Figure 3.

HSC-T6 conditioned medium can trigger ML1 undergo EMT. A. The morphological change of ML1 after treated with different medium; 1. DMEM with 10% FBS (control); 2. HSC-T6 conditioned medium (CM), 3. Serum free conditioned medium (SF-CM), 4. serum free conditioned medium with 10% FBS (SF-CM+FBS). 5. 10 ng/ml TGF-b. 6. HSC-T6 culturing medium Waymouth. All treatments were added to ML1 cells for 24 h.
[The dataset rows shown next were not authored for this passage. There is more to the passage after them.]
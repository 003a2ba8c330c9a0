//! Transactions under the budget in view: log, transfer, list.

use budgetsh_platform::{NewTransaction, TransactionFilter};
use budgetsh_types::error::{Result, ShellError};
use time::format_description::well_known::Iso8601;
use time::{Date, OffsetDateTime};

use crate::catalog::{Action, CommandSpec, FLAG_SET, Handler, OptionSpec};
use crate::commands::{next_arg, opt_value, say, table, viewed_name};
use crate::interpreter::{Flow, HandlerContext, Shell};

/// Category argument that hands the amounts over to `--split`.
const SPLIT_CATEGORY: &str = "split";

/// Category the service books both legs of a transfer under.
const TRANSFER_CATEGORY: &str = "TRANSFER";

const NOTES_PREVIEW: usize = 25;

fn date_option() -> OptionSpec {
    OptionSpec::new("date", "date of the transaction as YYYY-MM-DD (defaults to today)")
        .parameters(&["date"])
        .shorthand()
}

fn notes_option() -> OptionSpec {
    OptionSpec::new("notes", "give the transaction some notes")
        .parameters(&["notes_value"])
        .shorthand()
}

fn cleared_option() -> OptionSpec {
    OptionSpec::new("cleared", "mark the transaction as cleared").shorthand()
}

/// The txn command, registered while a budget is in view.
pub fn txn_handler() -> Handler {
    Handler::with_actions(
        CommandSpec::new("txn", "Log and list transactions under budget in view")
            .priority(250)
            .parameters(&["action"]),
        vec![
            Action::new("log", "log a new transaction to an account", txn_record)
                .parameters(&["account_name", "payee_name", "amount", "category_name"])
                .option(date_option())
                .option(notes_option())
                .option(cleared_option())
                .option(
                    OptionSpec::new(
                        "split",
                        "spread the amount over categories; use 'split' as the category",
                    )
                    .parameters(&["category=amount,..."])
                    .shorthand(),
                ),
            Action::new("transfer", "move money from one account to another", txn_record)
                .parameters(&["from_account", "to_account", "amount"])
                .option(date_option())
                .option(notes_option())
                .option(cleared_option()),
            Action::new("list", "list transactions under the budget", txn_list)
                .option(
                    OptionSpec::new("account", "only transactions touching an account")
                        .parameters(&["account_name"])
                        .shorthand(),
                )
                .option(
                    OptionSpec::new("category", "only transactions in a category")
                        .parameters(&["category_name"])
                        .shorthand(),
                )
                .option(
                    OptionSpec::new("payee", "only transactions with a payee")
                        .parameters(&["payee_name"])
                        .shorthand(),
                ),
        ],
    )
    .unavailable("first view a budget to see its transactions")
}

// ---------------------------------------------------------------------------
// Field parsing
// ---------------------------------------------------------------------------

/// Accepts `[+-]digits[.digits]`. The value itself is the service's concern.
fn check_amount(amount: &str) -> Result<()> {
    let all_digits = |s: &str| s.chars().all(|c| c.is_ascii_digit());
    let digits = amount.strip_prefix(['-', '+']).unwrap_or(amount);
    let valid = match digits.split_once('.') {
        Some((whole, frac)) => !frac.is_empty() && all_digits(whole) && all_digits(frac),
        None => !digits.is_empty() && all_digits(digits),
    };
    if valid {
        Ok(())
    } else {
        Err(ShellError::Command(format!("'{amount}' is not an amount")))
    }
}

fn parse_date(text: &str) -> Result<String> {
    let date = Date::parse(text, &Iso8601::DEFAULT)
        .map_err(|_| ShellError::Command(format!("'{text}' is not a date; use YYYY-MM-DD")))?;
    format_date(date)
}

fn format_date(date: Date) -> Result<String> {
    date.format(&Iso8601::DATE)
        .map_err(|e| ShellError::Command(format!("could not format date: {e}")))
}

/// Local date, or the UTC date when the local offset is unknown.
fn today() -> Result<String> {
    let now = OffsetDateTime::now_local().unwrap_or_else(|_| OffsetDateTime::now_utc());
    format_date(now.date())
}

/// `Food=12.00,Household=8` into category and amount pairs.
fn parse_splits(splits: &str) -> Result<Vec<(String, String)>> {
    let pairs = splits
        .split(',')
        .map(str::trim)
        .filter(|s| !s.is_empty())
        .map(|pair| {
            let (category, amount) = pair
                .split_once('=')
                .map(|(c, a)| (c.trim(), a.trim()))
                .filter(|(c, _)| !c.is_empty())
                .ok_or_else(|| ShellError::Command(format!("could not parse split '{pair}'")))?;
            check_amount(amount)?;
            Ok((category.to_string(), amount.to_string()))
        })
        .collect::<Result<Vec<_>>>()?;
    if pairs.is_empty() {
        return Err(ShellError::Command(
            "split option used, but no splits provided".to_string(),
        ));
    }
    Ok(pairs)
}

fn preview(notes: &str) -> String {
    if notes.chars().count() <= NOTES_PREVIEW {
        return notes.to_string();
    }
    let head: String = notes.chars().take(NOTES_PREVIEW).collect();
    format!("{head}...")
}

// ---------------------------------------------------------------------------
// Actions
// ---------------------------------------------------------------------------

fn purchase(ctx: &mut HandlerContext) -> Result<NewTransaction> {
    let account = next_arg(ctx);
    let payee = next_arg(ctx);
    let total = next_arg(ctx);
    let category = next_arg(ctx);
    check_amount(&total)?;

    let is_split = category.eq_ignore_ascii_case(SPLIT_CATEGORY);
    let amounts = match opt_value(ctx, "split") {
        Some(splits) if is_split => parse_splits(&splits)?,
        Some(_) => {
            return Err(ShellError::Command(
                "substitute 'split' for the category argument to use the --split option"
                    .to_string(),
            ));
        },
        None if is_split => {
            return Err(ShellError::Command(
                "category 'split' needs the --split option".to_string(),
            ));
        },
        None => vec![(category, total)],
    };
    Ok(NewTransaction {
        account,
        payee,
        amounts,
        ..NewTransaction::default()
    })
}

fn transfer(ctx: &mut HandlerContext) -> Result<NewTransaction> {
    let from = next_arg(ctx);
    let to = next_arg(ctx);
    let amount = next_arg(ctx);
    check_amount(&amount)?;
    if amount.starts_with('-') {
        return Err(ShellError::Command(
            "amount to transfer must be positive".to_string(),
        ));
    }
    let amount = amount.trim_start_matches('+');
    Ok(NewTransaction {
        account: from,
        transfer_account: Some(to),
        amounts: vec![(TRANSFER_CATEGORY.to_string(), format!("-{amount}"))],
        ..NewTransaction::default()
    })
}

/// Body of both `log` and `transfer`; the recorded action picks which
/// positionals are read.
fn txn_record(shell: &mut Shell, ctx: &mut HandlerContext) -> Result<Flow> {
    let is_transfer = ctx.action() == Some("transfer");
    let mut draft = if is_transfer {
        transfer(ctx)?
    } else {
        purchase(ctx)?
    };
    draft.date = match opt_value(ctx, "date") {
        Some(date) => parse_date(&date)?,
        None => today()?,
    };
    draft.notes = opt_value(ctx, "notes").unwrap_or_default();
    draft.cleared = opt_value(ctx, "cleared").is_some_and(|v| v == FLAG_SET);

    let txn = shell.service_mut().log_transaction(draft)?;
    if txn.is_transfer() {
        say(format!("New transfer logged to account: {}", txn.account))
    } else {
        say(format!("New transaction logged to account: {}", txn.account))
    }
}

fn txn_list(shell: &mut Shell, ctx: &mut HandlerContext) -> Result<Flow> {
    let filter = TransactionFilter {
        account: opt_value(ctx, "account"),
        category: opt_value(ctx, "category"),
        payee: opt_value(ctx, "payee"),
    };
    let mut txns = shell.service().transactions(&filter)?;
    if txns.is_empty() {
        return say(format!(
            "No transactions found under budget {}.",
            viewed_name(shell)
        ));
    }
    txns.sort_by(|a, b| a.date.cmp(&b.date).then(a.id.cmp(&b.id)));
    table(
        &["DATE", "ACCOUNT", "PAYEE", "CATEGORY", "AMOUNT", "NOTES"],
        txns.into_iter()
            .map(|t| {
                let payee = match &t.transfer_account {
                    Some(to) => format!("transfer to {to}"),
                    None => t.payee.clone(),
                };
                let (categories, amounts): (Vec<&str>, Vec<&str>) = t
                    .amounts
                    .iter()
                    .map(|(c, a)| (c.as_str(), a.as_str()))
                    .unzip();
                vec![
                    t.date.clone(),
                    t.account.clone(),
                    payee,
                    categories.join(", "),
                    amounts.join(", "),
                    preview(&t.notes),
                ]
            })
            .collect(),
    )
}

#[cfg(test)]
mod tests {
    use super::*;
    use crate::interpreter::CommandOutput;
    use budgetsh_platform::MemoryService;
    use budgetsh_types::config::ShellConfig;

    fn ledger() -> Shell {
        let mut sh = Shell::new(Box::new(MemoryService::new()), ShellConfig::default());
        for line in [
            "user add alice pw pw",
            "user login alice pw",
            "budget add Home",
            "budget view Home",
            "account add Checking on-budget",
            "account add Savings on-budget",
            "category add Food",
            "category add Household",
            r#"payee add "Corner Store""#,
        ] {
            sh.execute(line).unwrap();
        }
        sh
    }

    fn rows(sh: &mut Shell, line: &str) -> Vec<Vec<String>> {
        match sh.execute(line).unwrap() {
            Flow::Continue(CommandOutput::Table { rows, .. }) => rows,
            other => panic!("expected a table, got {other:?}"),
        }
    }

    #[test]
    fn date_defaults_to_today() {
        let mut sh = ledger();
        sh.execute(r#"txn log Checking "Corner Store" -12.50 Food"#).unwrap();
        let rows = rows(&mut sh, "txn list");
        assert_eq!(rows[0][0], today().unwrap());
        assert_eq!(rows[0][3], "Food");
        assert_eq!(rows[0][4], "-12.50");
    }

    #[test]
    fn options_fill_date_notes_and_cleared() {
        let mut sh = ledger();
        let flow = sh
            .execute(r#"txn log Checking "Corner Store" -4 Food -d 2026-01-05 --cleared -n "milk and bread""#)
            .unwrap();
        assert_eq!(
            flow,
            Flow::Continue(CommandOutput::Text(
                "New transaction logged to account: Checking".to_string()
            ))
        );
        let rows = rows(&mut sh, "txn list");
        assert_eq!(rows[0][0], "2026-01-05");
        assert_eq!(rows[0][5], "milk and bread");
    }

    #[test]
    fn listing_is_sorted_by_date_and_filtered() {
        let mut sh = ledger();
        sh.execute(r#"txn log Checking "Corner Store" -3 Food --date 2026-03-01"#).unwrap();
        sh.execute(r#"txn log Checking "Corner Store" -9 Household --date 2026-02-01"#).unwrap();
        let all = rows(&mut sh, "txn list");
        assert_eq!(all[0][0], "2026-02-01");
        assert_eq!(all[1][0], "2026-03-01");
        let food = rows(&mut sh, "txn list --category Food");
        assert_eq!(food.len(), 1);
        assert_eq!(food[0][4], "-3");
    }

    #[test]
    fn transfer_moves_between_accounts() {
        let mut sh = ledger();
        let flow = sh.execute("txn transfer Checking Savings 100").unwrap();
        assert_eq!(
            flow,
            Flow::Continue(CommandOutput::Text(
                "New transfer logged to account: Checking".to_string()
            ))
        );
        let rows = rows(&mut sh, "txn list -a Savings");
        assert_eq!(rows[0][2], "transfer to Savings");
        assert_eq!(rows[0][3], "TRANSFER");
        assert_eq!(rows[0][4], "-100");
    }

    #[test]
    fn transfer_amount_must_be_positive() {
        let mut sh = ledger();
        let err = sh.execute("txn transfer Checking Savings -100").unwrap_err();
        assert_eq!(
            err.to_string(),
            "command error: amount to transfer must be positive"
        );
    }

    #[test]
    fn split_spreads_amount_over_categories() {
        let mut sh = ledger();
        sh.execute(r#"txn log Checking "Corner Store" -20 split --split "Food=-12, Household=-8""#)
            .unwrap();
        let rows = rows(&mut sh, "txn list");
        assert_eq!(rows[0][3], "Food, Household");
        assert_eq!(rows[0][4], "-12, -8");
    }

    #[test]
    fn split_option_needs_split_category() {
        let mut sh = ledger();
        assert!(
            sh.execute(r#"txn log Checking "Corner Store" -20 Food --split "Food=-20""#)
                .is_err()
        );
        assert!(sh.execute(r#"txn log Checking "Corner Store" -20 split"#).is_err());
    }

    #[test]
    fn malformed_fields_are_rejected() {
        let mut sh = ledger();
        let err = sh
            .execute(r#"txn log Checking "Corner Store" twelve Food"#)
            .unwrap_err();
        assert_eq!(err.to_string(), "command error: 'twelve' is not an amount");
        let err = sh
            .execute(r#"txn log Checking "Corner Store" -1 Food --date 05/01/2026"#)
            .unwrap_err();
        assert!(err.to_string().contains("is not a date"));
    }

    #[test]
    fn empty_budget_has_no_transactions() {
        let mut sh = ledger();
        assert_eq!(
            sh.execute("txn list").unwrap(),
            Flow::Continue(CommandOutput::Text(
                "No transactions found under budget Home.".to_string()
            ))
        );
    }

    #[test]
    fn amount_shapes() {
        for ok in ["12", "-12.50", "+3", ".5", "0.00"] {
            assert!(check_amount(ok).is_ok(), "{ok}");
        }
        for bad in ["", "-", "12.", "1.2.3", "1,000", "abc"] {
            assert!(check_amount(bad).is_err(), "{bad}");
        }
    }

    #[test]
    fn long_notes_are_shortened() {
        assert_eq!(preview("short"), "short");
        assert_eq!(preview(&"x".repeat(30)), format!("{}...", "x".repeat(25)));
    }
}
The group 1-6 represent the same treatment through this figure; B. The immunoblotting result of E-cadherin, N-cadherin, slug, and twist under different conditioned medium to ML1 cells after 12 h treatment; C. The mRNA expression of EMT related transcription factor snail, twist, and slug in ML1 cells with different treatment for 12 h; D. The migration ability of ML1 cells was determined by transwell migration assay at 24 h post treatment, where E shows the quantitative result; F. Immunofluorescence staining of E-cadherin, N-cadherin, α-SMA, vimentin, and Slug in ML1 cells treated for 12 h; G. The cell number was counted by Eosin Y staining after 12-48 h treatment; H. The hepatoma cell line ML1 were treated with HSC-T6 CM for 12-48 h. Cells were fixed with 70% alcohol and stained with 20 μg/ml propidion indium, result showed percentage in each cell cycle stage. Each treatment was triplicated and repeated once with similar result. The expression level was compared to the control group by analyzing band intensity with Image J software.